Cuando uno explica que los poetas modernistas se evadían de la realidad lo hace muchas veces con esa palanca rutinaria que se activa cuando el cuerpo siente que está en clase, pero haría falta insistirle a los chavales mucho más (para así entenderlo uno mismo también) en qué significa realmente eso de evadirse de la realidad. Tal vez evadirse uno mismo es dificilísimo, mientras que es mucho más fácil que lo evadan otros. Quiero decir que al camino del ensueño o de la confusión pueden llevarnos los otros mejor que uno mismo; las cosas del mundo más que las cosas que uno siente por dentro... Uno vive rodeado de ruidos, voces y monsergas que se encargan precisamente, a diario, de mantenerlo en esa realidad que es más evadida y evasora que la realidad real. La realidad real o personal queda muy al fondo, muy escondida tal vez en las tripas intactas que una vez fueron casi transparentes, en la lejana infancia (y en aquellos días azules)... En la gruesa superficie de nuestras vidas, se superpone el collage de las 24 horas sucesivas y no hay tiempo (ni lugar) para nada más. Vivimos, pues, evadidos en esta realidad que, mirada con recelo y de cerca, nos resulta tan ajena. Y si uno empezara a quitarse capas y trozos de esa realidad ajena, ¿con qué se quedaría? ¿Con qué?
Mi estancia en Lisboa durante el último puente me sirvió, entre otras cosas, para mirar con distancia la realidad española y andaluza, etc., etc., que me envuelve. Las cosas de aquí se veían ridículas, no porque lo sean en sí mismas, sino porque todo se relativiza en la tozuda distancia que hace imposibles las alternativas; todo pierde importancia, incluso las obsesiones personales que se antojan sagradas... Estuve en Lisboa cuatro días de este invierno que no lo parece y logré evadirme de mi otra realidad; me evadieron realmente las cosas que allí había: el océano inmenso, los tranvías decimonónicos, los edificios putrefactos pero enteros, el monasterio de Los Jerónimos, la saudade de la gente... Mi abuela siempre decía que en todos lados hay lo mismo: gente que quiere pan. La sentencia no puede ser más cierta, pero yo no había llegado a pensar que quienes variamos somos nosotros de un lado a otro, pues cuando, trasladados de un lugar habitual a otro distante, dejamos de querer pan, nos encontramos con el yo antiguo y olvidado, aquel yo que no pensaba en el pan nuestro de cada día y al que no lo evadían los acostumbrados y periódicos ruidos. Entonces uno puede escuchar los sonidos imperceptibles de su corazón. Y los oye con nostalgia sonriente...
2 comentarios:
Lisboa es una ciudad bellísima.

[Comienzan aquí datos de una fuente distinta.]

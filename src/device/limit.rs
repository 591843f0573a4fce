//! Newton step limiting for junction and FET terminal voltages.
//!
//! Large Newton updates across an exponential junction overflow or
//! oscillate; these functions pull the proposed voltage back toward the
//! previous iterate. A limited iteration must not be declared converged.

/// Critical voltage of a junction with saturation current `is` and
/// thermal voltage `vt`: the point of maximum curvature of the diode law.
pub fn critical_voltage(vt: f64, is: f64) -> f64 {
    vt * (vt / (std::f64::consts::SQRT_2 * is)).ln()
}

/// Limit a pn-junction voltage step. Returns the limited voltage and
/// whether limiting took place.
pub fn pnjlim(vnew: f64, vold: f64, vt: f64, vcrit: f64) -> (f64, bool) {
    if vnew > vcrit && (vnew - vold).abs() > 2.0 * vt {
        let limited = if vold > 0.0 {
            let arg = 1.0 + (vnew - vold) / vt;
            if arg > 0.0 {
                vold + vt * arg.ln()
            } else {
                vcrit
            }
        } else {
            vt * (vnew / vt).ln()
        };
        (limited, true)
    } else {
        (vnew, false)
    }
}

/// Limit a gate-source step around the threshold voltage `vto`.
pub fn fetlim(vnew: f64, vold: f64, vto: f64) -> f64 {
    let vtsthi = (2.0 * (vold - vto)).abs() + 2.0;
    let vtstlo = (vold - vto).abs() + 1.0;
    let vtox = vto + 3.5;
    let delv = vnew - vold;

    if vold >= vto {
        if vold >= vtox {
            if delv <= 0.0 {
                // going off
                if vnew >= vtox {
                    if -delv > vtstlo {
                        return vold - vtstlo;
                    }
                    vnew
                } else {
                    vnew.max(vto + 2.0)
                }
            } else if delv >= vtsthi {
                vold + vtsthi
            } else {
                vnew
            }
        } else if delv <= 0.0 {
            vnew.max(vto - 0.5)
        } else {
            vnew.min(vto + 4.0)
        }
    } else if delv <= 0.0 {
        if -delv > vtsthi {
            vold - vtsthi
        } else {
            vnew
        }
    } else {
        let vtemp = vto + 0.5;
        if vnew <= vtemp {
            if delv > vtstlo {
                vold + vtstlo
            } else {
                vnew
            }
        } else {
            vtemp
        }
    }
}

/// Limit a drain-source step.
pub fn limvds(vnew: f64, vold: f64) -> f64 {
    if vold >= 3.5 {
        if vnew > vold {
            vnew.min(3.0 * vold + 2.0)
        } else if vnew < 3.5 {
            vnew.max(2.0)
        } else {
            vnew
        }
    } else if vnew > vold {
        vnew.min(4.0)
    } else {
        vnew.max(-0.5)
    }
}

#[cfg(test)]
mod tests {
    use super::*;

    const VT: f64 = 0.025864;

    #[test]
    fn pnjlim_passes_small_steps() {
        let vcrit = critical_voltage(VT, 1e-14);
        assert_eq!(pnjlim(0.61, 0.60, VT, vcrit), (0.61, false));
        assert_eq!(pnjlim(0.3, 0.0, VT, vcrit), (0.3, false));
    }

    #[test]
    fn pnjlim_compresses_large_forward_steps() {
        let vcrit = critical_voltage(VT, 1e-14);
        let (v, limited) = pnjlim(5.0, 0.6, VT, vcrit);
        assert!(limited);
        assert!(v > 0.6 && v < 0.6 + 10.0 * VT, "v = {v}");
        let (v, limited) = pnjlim(5.0, -1.0, VT, vcrit);
        assert!(limited);
        assert!((v - VT * (5.0 / VT).ln()).abs() < 1e-12);
    }

    #[test]
    fn fetlim_bounds_turn_on() {
        // From deep off, a large positive step stops just above threshold.
        assert!((fetlim(10.0, 0.0, 0.7) - 1.2).abs() < 1e-12);
        // Within the middle region a step is capped at vto + 4.
        assert!((fetlim(10.0, 1.0, 0.7) - 4.7).abs() < 1e-12);
        // Small steps pass.
        assert_eq!(fetlim(1.1, 1.0, 0.7), 1.1);
    }

    #[test]
    fn limvds_caps_growth() {
        assert_eq!(limvds(10.0, 1.0), 4.0);
        assert_eq!(limvds(-3.0, 1.0), -0.5);
        assert_eq!(limvds(20.0, 4.0), 14.0);
        assert_eq!(limvds(1.0, 4.0), 2.0);
    }
}
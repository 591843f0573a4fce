//! Simulator options (the `.options` card of a SPICE deck).

use serde_derive::Deserialize;

/// Numerical integration method used by the transient driver.
#[derive(Debug, Clone, Copy, PartialEq, Eq, Deserialize)]
#[serde(rename_all = "lowercase")]
pub enum IntegrationMethod {
    /// Backward Euler, order 1 throughout.
    Euler,
    /// Trapezoidal rule; the first step after a breakpoint is backward Euler.
    Trap,
}

/// Which linear solver factors the real system.
#[derive(Debug, Clone, Copy, PartialEq, Eq, Deserialize)]
#[serde(rename_all = "lowercase")]
pub enum SolverBackend {
    /// Built-in sparse LU with cached pivot order.
    Native,
    /// faer sparse LU for real systems; complex systems stay on the native LU.
    Faer,
}

impl std::str::FromStr for SolverBackend {
    type Err = String;

    fn from_str(s: &str) -> std::result::Result<Self, Self::Err> {
        match s.to_ascii_lowercase().as_str() {
            "native" => Ok(SolverBackend::Native),
            "faer" => Ok(SolverBackend::Faer),
            other => Err(format!("unknown solver backend '{other}'")),
        }
    }
}

/// Tolerances, iteration limits and environment shared by every analysis.
#[derive(Debug, Clone, Deserialize)]
#[serde(default, deny_unknown_fields)]
pub struct SimOptions {
    /// Relative tolerance for node voltages, branch currents and device currents.
    pub reltol: f64,
    /// Absolute current tolerance (A).
    pub abstol: f64,
    /// Absolute voltage tolerance (V).
    pub vntol: f64,
    /// Charge tolerance (C) used by truncation-error control.
    pub chgtol: f64,
    /// Truncation-error overestimation factor.
    pub trtol: f64,
    /// Minimum conductance added across nonlinear junctions (S).
    pub gmin: f64,
    /// DC operating-point iteration limit.
    pub itl1: usize,
    /// DC sweep iteration limit per point.
    pub itl2: usize,
    /// Transient iteration limit per time point.
    pub itl4: usize,
    pub max_order: usize,
    pub method: IntegrationMethod,
    /// Circuit temperature (K).
    pub temp: f64,
    /// Nominal temperature at which model parameters were extracted (K).
    pub tnom: f64,
    /// Relative pivot threshold.
    pub pivrel: f64,
    /// Absolute pivot threshold.
    pub pivtol: f64,
    /// Number of gmin stepping decades; 0 disables gmin stepping.
    pub gmin_steps: usize,
    /// Maximum source stepping attempts; 0 disables source stepping.
    pub source_steps: usize,
    /// Consecutive time-step rejections before the transient run is abandoned.
    pub max_rejections: usize,
    pub backend: SolverBackend,
}

impl Default for SimOptions {
    fn default() -> Self {
        Self {
            reltol: 1e-3,
            abstol: 1e-12,
            vntol: 1e-6,
            chgtol: 1e-14,
            trtol: 7.0,
            gmin: 1e-12,
            itl1: 100,
            itl2: 50,
            itl4: 10,
            max_order: 2,
            method: IntegrationMethod::Trap,
            temp: crate::device::REFTEMP,
            tnom: crate::device::REFTEMP,
            pivrel: 1e-3,
            pivtol: 1e-13,
            gmin_steps: 10,
            source_steps: 10,
            max_rejections: 20,
            backend: SolverBackend::Native,
        }
    }
}
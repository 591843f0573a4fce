//! Compressed Sparse Row (CSR) snapshots and the scalar abstraction.
//!
//! The stamping matrix ([`crate::matrix::SparseMatrix`]) exports its
//! accumulated values as a `CsrMatrix` for external solvers and for
//! residual checks. Generic over value type to support both f64 (DC,
//! transient) and Complex64 (AC, pole-zero).

use num_complex::Complex64;
use std::fmt::Debug;
use std::ops::{Add, AddAssign, Div, Mul, Neg, Sub, SubAssign};

/// Field element the matrix and LU factorization operate on.
pub trait Scalar:
    Copy
    + Debug
    + Default
    + PartialEq
    + Add<Output = Self>
    + Sub<Output = Self>
    + Mul<Output = Self>
    + Div<Output = Self>
    + Neg<Output = Self>
    + AddAssign
    + SubAssign
{
    fn zero() -> Self {
        Self::default()
    }
    fn one() -> Self;
    /// Magnitude used for pivot selection.
    fn magnitude(&self) -> f64;
    fn is_finite(&self) -> bool;
}

impl Scalar for f64 {
    fn one() -> Self {
        1.0
    }
    fn magnitude(&self) -> f64 {
        self.abs()
    }
    fn is_finite(&self) -> bool {
        f64::is_finite(*self)
    }
}

impl Scalar for Complex64 {
    fn one() -> Self {
        Complex64::new(1.0, 0.0)
    }
    fn magnitude(&self) -> f64 {
        self.norm()
    }
    fn is_finite(&self) -> bool {
        self.re.is_finite() && self.im.is_finite()
    }
}

/// Sparse matrix in Compressed Sparse Row format.
#[derive(Debug, Clone)]
pub struct CsrMatrix<T> {
    pub nrows: usize,
    pub ncols: usize,
    /// Non-zero values, stored row by row.
    pub values: Vec<T>,
    /// Column index for each non-zero value.
    pub col_indices: Vec<usize>,
    /// `row_pointers[i]` is the index into values/col_indices where row i starts.
    /// `row_pointers[nrows]` = total number of non-zeros.
    pub row_pointers: Vec<usize>,
}

impl<T: Scalar> CsrMatrix<T> {
    /// Create an empty matrix with no non-zero entries.
    pub fn new(nrows: usize, ncols: usize) -> Self {
        Self {
            nrows,
            ncols,
            values: Vec::new(),
            col_indices: Vec::new(),
            row_pointers: vec![0; nrows + 1],
        }
    }

    /// Number of non-zero entries.
    pub fn nnz(&self) -> usize {
        self.values.len()
    }

    /// Build CSR matrix from (row, col, value) triplets.
    /// Duplicate entries at the same (row, col) are summed.
    pub fn from_triplets(nrows: usize, ncols: usize, triplets: &[(usize, usize, T)]) -> Self {
        if triplets.is_empty() {
            return Self::new(nrows, ncols);
        }

        let mut indices: Vec<usize> = (0..triplets.len()).collect();
        indices.sort_by_key(|&i| (triplets[i].0, triplets[i].1));

        let mut values = Vec::with_capacity(triplets.len());
        let mut col_indices = Vec::with_capacity(triplets.len());
        let mut row_pointers = vec![0usize; nrows + 1];

        let (mut cur_row, mut cur_col, mut cur_val) = triplets[indices[0]];
        for &idx in &indices[1..] {
            let (row, col, val) = triplets[idx];
            if row == cur_row && col == cur_col {
                cur_val += val;
            } else {
                values.push(cur_val);
                col_indices.push(cur_col);
                row_pointers[cur_row + 1] += 1;
                cur_row = row;
                cur_col = col;
                cur_val = val;
            }
        }
        values.push(cur_val);
        col_indices.push(cur_col);
        row_pointers[cur_row + 1] += 1;

        for i in 1..=nrows {
            row_pointers[i] += row_pointers[i - 1];
        }

        Self {
            nrows,
            ncols,
            values,
            col_indices,
            row_pointers,
        }
    }

    /// Value stored at `(row, col)`, zero when the entry is structurally absent.
    pub fn get(&self, row: usize, col: usize) -> T {
        (self.row_pointers[row]..self.row_pointers[row + 1])
            .find(|&idx| self.col_indices[idx] == col)
            .map(|idx| self.values[idx])
            .unwrap_or_default()
    }

    /// Sparse matrix-vector multiply: y = A * x. Panics when `x` does not
    /// have `ncols` entries.
    pub fn spmv(&self, x: &[T]) -> Vec<T> {
        assert_eq!(x.len(), self.ncols, "spmv dimension mismatch");
        let mut y = vec![T::zero(); self.nrows];
        for (row, out) in y.iter_mut().enumerate() {
            let mut sum = T::zero();
            for idx in self.row_pointers[row]..self.row_pointers[row + 1] {
                sum += self.values[idx] * x[self.col_indices[idx]];
            }
            *out = sum;
        }
        y
    }
}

No sólo por lo que se ve, sino por lo que tú bien dices, por lo que se siente. ¿Te llevaste en la memoria algún poema de Pessoa?
Yo estuve allí el pasado verano y vine alucinado.
Me llevé en el corazón el leve y confuso aleteo de un verso desencajado: el poeta es un fingidor...
Allí, donde todo es poesía y ficción en imágenes palpables, lo confirmé en carne propia. Volveré algún día.
Me alegra que a ti también te gustara.